Insta360 lists the Luna Ultra at 769.99 dollars for the base body in the US, with pricier bundles that add a microphone, a wide-angle lens, or an extended-battery handle. For most vloggers the base body plus a separate ND filter set covers daily shooting. Step up to the creator bundle only if you already know you need the external mic and wide lens.
Is the Insta360 Luna Ultra available in the US?
Yes. Insta360 began selling the Luna Ultra worldwide on June 10, 2026, through its own store, Amazon, Best Buy, and B&H Photo. That matters because DJI’s newest Osmo Pocket models are not officially sold in the United States, so the Luna Ultra is one of the few flagship pocket gimbals you can buy through normal US retail channels.
Does the Luna Ultra work with Final Cut Pro and Premiere Pro?
It does. The Luna Ultra records built-in timecode and supports 10-bit I-Log capture plus professional color workflows including ACES. That means clips drop into Final Cut Pro or Adobe Premiere Pro with accurate sync for multi-camera edits, and the Log footage gives you grading headroom you do not get from a phone.
How long does the Insta360 Luna Ultra battery last?
Insta360 rates the 1550mAh battery at up to four hours, though that figure assumes lighter settings like 1080p. Chinese hands-on reviews found that 4K60 at the highest bitrate drains it in roughly an hour, closer to 90 minutes at standard bitrate. A 23-minute charge restores about 80 percent, and an extended-battery handle is sold separately.

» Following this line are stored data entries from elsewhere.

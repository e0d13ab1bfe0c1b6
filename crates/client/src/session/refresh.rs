//! Single-flight refresh coordination.
//!
//! At most one refresh request may be in flight per session. Every caller
//! that observes a 401 while one is outstanding must await the same outcome
//! instead of starting its own refresh.
//!
//! The slot is guarded by a synchronous mutex and populated before the
//! refresh future first yields, so two tasks racing between "is a refresh
//! running?" and "start one" cannot both win: whoever takes the lock second
//! finds the shared handle already installed and just clones it.

use std::sync::Arc;

use futures::future::{BoxFuture, Shared};
use parking_lot::Mutex;
use thiserror::Error;

/// Terminal refresh failure, shared by every awaiting caller.
///
/// `Clone` because a [`Shared`] future hands the same result to all of its
/// clones; the interesting detail (the session is gone) is the same for
/// everyone, so a message string is all this carries.
#[derive(Debug, Clone, Error)]
#[error("session refresh failed: {reason}")]
pub(crate) struct RefreshFailure {
    reason: Arc<str>,
}

impl RefreshFailure {
    pub(crate) fn new(reason: impl AsRef<str>) -> Self {
        Self {
            reason: Arc::from(reason.as_ref()),
        }
    }
}

pub(crate) type SharedRefresh = Shared<BoxFuture<'static, Result<(), RefreshFailure>>>;

/// The process-wide "refresh in flight" singleton.
#[derive(Default)]
pub(crate) struct RefreshSlot {
    current: Mutex<Option<SharedRefresh>>,
}

impl RefreshSlot {
    /// Join the in-flight refresh, or install the one built by `start`.
    ///
    /// The lock is held only across the check-and-install; `start` runs
    /// synchronously and must not await.
    pub(crate) fn join_or_start(
        &self,
        start: impl FnOnce() -> SharedRefresh,
    ) -> (SharedRefresh, bool) {
        let mut slot = self.current.lock();
        if let Some(in_flight) = slot.as_ref() {
            return (in_flight.clone(), false);
        }
        let started = start();
        *slot = Some(started.clone());
        (started, true)
    }

    /// Drop the settled refresh so the next 401 starts a fresh one.
    pub(crate) fn clear(&self) {
        self.current.lock().take();
    }

    #[cfg(test)]
    pub(crate) fn is_in_flight(&self) -> bool {
        self.current.lock().is_some()
    }
}

#[cfg(test)]
#[allow(clippy::unwrap_used)]
mod tests {
    use super::*;
    use futures::FutureExt;

    fn ready_refresh(result: Result<(), RefreshFailure>) -> SharedRefresh {
        async move { result }.boxed().shared()
    }

    #[tokio::test]
    async fn test_second_caller_joins_first_refresh() {
        let slot = RefreshSlot::default();

        let (first, started_first) = slot.join_or_start(|| ready_refresh(Ok(())));
        let (second, started_second) =
            slot.join_or_start(|| panic!("second caller must not start a refresh"));

        assert!(started_first);
        assert!(!started_second);
        assert!(first.await.is_ok());
        assert!(second.await.is_ok());
    }

    #[tokio::test]
    async fn test_clear_allows_a_new_refresh() {
        let slot = RefreshSlot::default();

        let (first, _) = slot.join_or_start(|| ready_refresh(Err(RefreshFailure::new("expired"))));
        assert!(first.await.is_err());
        assert!(slot.is_in_flight());

        slot.clear();
        assert!(!slot.is_in_flight());

        let (second, started) = slot.join_or_start(|| ready_refresh(Ok(())));
        assert!(started);
        assert!(second.await.is_ok());
    }
}
//! ShopLive client SDK.
//!
//! Headless client for the ShopLive e-commerce backend. The SDK owns the
//! two stateful cores - session management with silent token refresh
//! ([`session::SessionManager`]) and live order synchronization
//! ([`sync::OrderSync`]) - plus typed clients for every REST surface the
//! storefront and admin panel consume. Rendering, routing, and styling are
//! deliberately out of scope: UI layers subscribe to
//! [`session::SessionEvent`]s and render the snapshots this crate hands
//! them.
//!
//! # Example
//!
//! ```rust,ignore
//! use std::sync::Arc;
//! use shoplive_client::{ClientConfig, SessionManager, OrderSync, MemoryStore};
//!
//! let config = ClientConfig::from_env()?;
//! let session = SessionManager::new(config, Arc::new(MemoryStore::new()));
//! session.login("ada", "hunter2").await?;
//!
//! let sync = OrderSync::new(session.clone());
//! sync.load_orders().await?;
//! sync.connect().await; // push updates merge into sync.orders()
//! ```

#![cfg_attr(not(test), forbid(unsafe_code))]

pub mod api;
pub mod body;
pub mod config;
pub mod error;
pub mod session;
pub mod store;
pub mod sync;
pub mod wishlist;

pub use api::{AdminClient, OrdersClient, ProductsClient, ReviewsClient};
pub use body::{FormData, RequestBody};
pub use config::{ClientConfig, ConfigError};
pub use error::{ClientError, Result};
pub use session::{SessionEvent, SessionManager};
pub use store::{FileStore, KeyValueStore, MemoryStore, StoreError};
pub use sync::{OrderSync, StatusProgress};
pub use wishlist::Wishlist;
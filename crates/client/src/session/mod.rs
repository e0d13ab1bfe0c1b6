//! Session management: authenticated requests with silent token refresh.
//!
//! The [`SessionManager`] owns the credential pair and is its only writer
//! (login, refresh, logout). Every authenticated request reads the access
//! token fresh from storage, attaches it as a bearer header, and recovers
//! from a 401 by awaiting the process-wide single-flight refresh and
//! retrying exactly once.
//!
//! # Recovery flow
//!
//! 1. Request goes out with `Authorization: Bearer <accessToken>`.
//! 2. On any status other than 401, the response is returned as-is.
//! 3. On 401 with no stored refresh token, the session is torn down and the
//!    401 is returned to the caller.
//! 4. On 401 with a refresh token, the caller joins the shared refresh
//!    (starting it if none is in flight), then retries once. A 401 on the
//!    retry is returned as-is - there is no second refresh.
//!
//! Transport failures are surfaced to the caller untouched; this layer never
//! retries the network.

mod events;
mod refresh;

pub use events::SessionEvent;

use std::sync::Arc;
use std::sync::atomic::{AtomicU64, Ordering};

use futures::FutureExt;
use reqwest::header::{AUTHORIZATION, HeaderMap, HeaderValue};
use reqwest::{Method, Response, StatusCode};
use serde::Serialize;
use serde::de::DeserializeOwned;
use tokio::sync::broadcast;
use tracing::{debug, error, info, warn};

use shoplive_core::{CredentialPair, LoginResponse, RefreshResponse};

use crate::body::RequestBody;
use crate::config::ClientConfig;
use crate::error::{ClientError, Result};
use crate::store::{CredentialStore, FileStore, KeyValueStore};

use refresh::{RefreshFailure, RefreshSlot, SharedRefresh};

/// Capacity of the session event channel. Lagging UI subscribers miss old
/// events rather than blocking the session.
const EVENT_CHANNEL_CAPACITY: usize = 16;

/// The session service object.
///
/// Cheap to clone; clones share the same credential state, refresh slot,
/// and event channel. Inject one into every component that needs
/// authenticated access instead of reaching for ambient globals.
#[derive(Clone)]
pub struct SessionManager {
    inner: Arc<SessionInner>,
}

struct SessionInner {
    http: reqwest::Client,
    config: ClientConfig,
    credentials: CredentialStore,
    refresh: RefreshSlot,
    events: broadcast::Sender<SessionEvent>,
    generation: AtomicU64,
}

Can the Luna Ultra shoot well in low light?
The 1-inch main sensor with its bright F1.8 Leica lens is built for it, and both lenses support a dedicated 4K60 night mode. The wide-angle main camera will hold up far better than the smaller 1/1.3-inch telephoto once light drops, so for dim scenes stick to the main lens rather than zooming in.
Is the Luna Ultra better than the DJI Osmo Pocket 3 for vlogging?
It depends on what you value. The Osmo Pocket 3 is lighter, cheaper, more refined, and backed by a mature app and accessory ecosystem. The Luna Ultra answers with a second telephoto camera, optical zoom, Leica color, and a detachable wireless monitor. Pick DJI for proven simplicity, the Luna Ultra for reach and flexibility if you accept first-generation risk.